Friday, August 5, 2011

Day 75 and 76: The Last 100 Yards

With summer winding down, I find it is time for my back-to-school tune-up.  Yesterday, that meant a message by a student at the message school behind the St. Louis Park post office.  Today, it was a trip to a new audiologist, now part of the MN Eye Clinic where I have been going for eye exams the last few years.  My former audiologist, the one who got me using digital hearing aids and who helped me get Gracie, moved to a new job.  Her replacement, while certainly a nice person, did not seem to have the same level of experimental zest as her predecessor.  That's why, when my eye doctor told me about the new hearing division, I thought I would check it out.  Gracie came with me, and so did Bruce.  In fact, when I made the appointment, they told me that I should bring a person I was used to listening to along with me for the hearing test.  I was pretty excited about that idea.  As it turned out, however, all Bruce did was listen to the audiologist and ask a few questions.  He also committed to nagging me about wearing my hearing aids all the time after we listened to a lecture about a portion of the brain not engaging in listening atrophying...and possibly encouraging the onset of Alzheimer's.  My former audiologist, whom I liked a lot, really said the same thing about needing to wear hearing aids all the time to train the brain to ignore unessential sounds.  None of this was new.  But it was still depressing...as was my hearing test.  Apparently I hear well enough to be able to understand better with the help of hearing aids BUT my brain is just not functioning well enough to accept the amplification and interpret it.  There might be a new hearing aide designed for just this, and I said I would test it...maybe next week or the week after.  However, I feel a bit like my bean plants, now gnawed on by the darn Japanese beetles.  How much of an effort should I put into saving those beans when the end of summer is rushing toward us like a runaway frieght train?

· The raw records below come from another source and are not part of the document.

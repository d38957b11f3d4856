use std::sync::Arc;

use teloxide::{prelude::*, types::Message};

use jrrp_core::{
    domain::{ChatId, Invoker, MessageId},
    messaging::types::IncomingText,
};

use crate::{router::AppState, PLATFORM};

pub(crate) fn incoming_text(
    chat_id: i64,
    message_id: i32,
    user_id: u64,
    username: Option<String>,
    text: &str,
) -> IncomingText {
    IncomingText {
        chat_id: ChatId(chat_id),
        message_id: MessageId(message_id),
        invoker: Invoker::new(PLATFORM, user_id.to_string()),
        username,
        text: text.to_string(),
    }
}

pub async fn handle_command(msg: Message, state: Arc<AppState>) -> ResponseResult<()> {
    let Some(user) = msg.from() else {
        return Ok(());
    };
    // Captions count too: a submission may arrive attached to a photo.
    let Some(text) = msg.text().or_else(|| msg.caption()) else {
        return Ok(());
    };

    let incoming = incoming_text(
        msg.chat.id.0,
        msg.id.0,
        user.id.0,
        user.username.clone(),
        text,
    );

    match state
        .service
        .handle(state.messenger.as_ref(), &incoming)
        .await
    {
        Ok(true) => tracing::debug!(
            chat_id = incoming.chat_id.0,
            user = ?incoming.username,
            "command answered"
        ),
        Ok(false) => {}
        Err(e) => tracing::warn!(chat_id = incoming.chat_id.0, error = %e, "failed to send reply"),
    }

    Ok(())
}

#[cfg(test)]
mod tests {
    use super::*;

    #[test]
    fn invoker_is_scoped_to_telegram() {
        let incoming = incoming_text(-42, 7, 123456789, Some("alice".to_string()), "/jrrp");
        assert_eq!(incoming.invoker, Invoker::new("telegram", "123456789"));
        assert_eq!(incoming.chat_id, ChatId(-42));
        assert_eq!(incoming.message_id, MessageId(7));
        assert_eq!(incoming.text, "/jrrp");
    }
}
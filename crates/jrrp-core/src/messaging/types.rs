use crate::domain::{ChatId, Invoker, MessageId};

/// A chat message addressed to the bot, already stripped of transport details.
#[derive(Clone, Debug)]
pub struct IncomingText {
    pub chat_id: ChatId,
    pub message_id: MessageId,
    pub invoker: Invoker,
    pub username: Option<String>,
    pub text: String,
}

/// Capabilities / feature flags of a messenger implementation.
#[derive(Clone, Copy, Debug)]
pub struct MessagingCapabilities {
    pub supports_reply_quote: bool,
    pub max_message_len: usize,
}
//! Telegram update handlers.
//!
//! Each handler is a small adapter that:
//! - extracts the text and the sender from the Telegram update
//! - hands it to the `jrrp-core` service, which replies through the messenger

use std::sync::Arc;

use teloxide::{prelude::*, types::Message};

use crate::router::AppState;

mod commands;

pub async fn handle_message(msg: Message, state: Arc<AppState>) -> ResponseResult<()> {
    commands::handle_command(msg, state).await
}
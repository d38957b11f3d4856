//! Parsing of raw quote submissions.
//!
//! A submission is free text with two marker lines:
//!
//! ```text
//! !text
//! the quote, may span lines
//! !source
//! author《work》
//! ```

use std::sync::OnceLock;

use regex::Regex;

use crate::{errors::Error, Result};

const TEXT_MARKERS: [&str; 2] = ["!text", "!文本"];
const SOURCE_MARKERS: [&str; 2] = ["!source", "!出处"];

#[derive(Clone, Debug, PartialEq, Eq)]
pub struct Submission {
    pub sentence: String,
    pub source: String,
    pub fingerprint: String,
}

#[derive(Clone, Copy, PartialEq, Eq)]
enum Section {
    Text,
    Source,
}

fn marker_section(line: &str) -> Option<Section> {
    let t = line.trim();
    if TEXT_MARKERS.contains(&t) {
        return Some(Section::Text);
    }
    if SOURCE_MARKERS.contains(&t) {
        return Some(Section::Source);
    }
    None
}

/// Split `raw` into the text and source sections and derive the fingerprint.
pub fn parse_submission(raw: &str) -> Result<Submission> {
    let content = raw.replace("\r\n", "\n");

    let mut text: Option<Vec<&str>> = None;
    let mut source: Option<Vec<&str>> = None;
    let mut current: Option<Section> = None;

    for line in content.split('\n') {
        if let Some(section) = marker_section(line) {
            let slot = match section {
                Section::Text => &mut text,
                Section::Source => &mut source,
            };
            if slot.is_some() {
                return Err(Error::MalformedSubmission);
            }
            *slot = Some(Vec::new());
            current = Some(section);
            continue;
        }

        match current {
            Some(Section::Text) => text.get_or_insert_with(Vec::new).push(line),
            Some(Section::Source) => source.get_or_insert_with(Vec::new).push(line),
            None => {}
        }
    }

    let (Some(text), Some(source)) = (text, source) else {
        return Err(Error::MalformedSubmission);
    };

    let sentence = trim_line_breaks(&text.join("\n")).to_string();
    let source = trim_line_breaks(&source.join("\n")).to_string();
    let fingerprint = normalize_sentence(&sentence);
    if fingerprint.is_empty() || source.trim().is_empty() {
        return Err(Error::MalformedSubmission);
    }

    Ok(Submission {
        sentence,
        source,
        fingerprint,
    })
}

/// Strip leading and trailing CR/LF, leaving other whitespace alone.
pub fn trim_line_breaks(s: &str) -> &str {
    s.trim_matches(|c| c == '\n' || c == '\r')
}

/// Canonical form used as the dedup key.
pub fn normalize_sentence(s: &str) -> String {
    static HSPACE: OnceLock<Regex> = OnceLock::new();
    static BLANKS: OnceLock<Regex> = OnceLock::new();
    let hspace = HSPACE.get_or_init(|| Regex::new(r"[ \t]+").expect("valid regex"));
    let blanks = BLANKS.get_or_init(|| Regex::new(r"\n{2,}").expect("valid regex"));

    let unified = s.replace("\r\n", "\n");
    let trimmed = trim_line_breaks(&unified);
    let spaced = hspace.replace_all(trimmed, " ");
    blanks.replace_all(&spaced, "\n").trim().to_string()
}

Gracie was very excited to ride in the car.  She wasn't very happy in the doctor's office though.  I decided she was either concerned that we were there to have something looked at or done to her, or she could hear all the high pitched sounds that were painful to even my low functioning ears and didn't like any more than I did.   Oddly, the audiologist had never heard of a hearing dog and actully said, "Service dogs are mostly for the visually impaired."  That leaves me a tiny bit hopeful that he didn't know what he was talking about...a tiny bit.  I don't know why I always hope that someone will say, "I see the problem.  I'll just do this and then it will be fixed' when I go in to have my hearing checked instead of saying, "Your hearing loss is profound."  I know profound means something special when applied to hearing loss, something more than just "profound."  I still hate hearing it.  I'm sure glad I have Gracie here--happy to be home just as I am--to comfort me.  So, from something bad--hearing loss--comes something good--Gracie.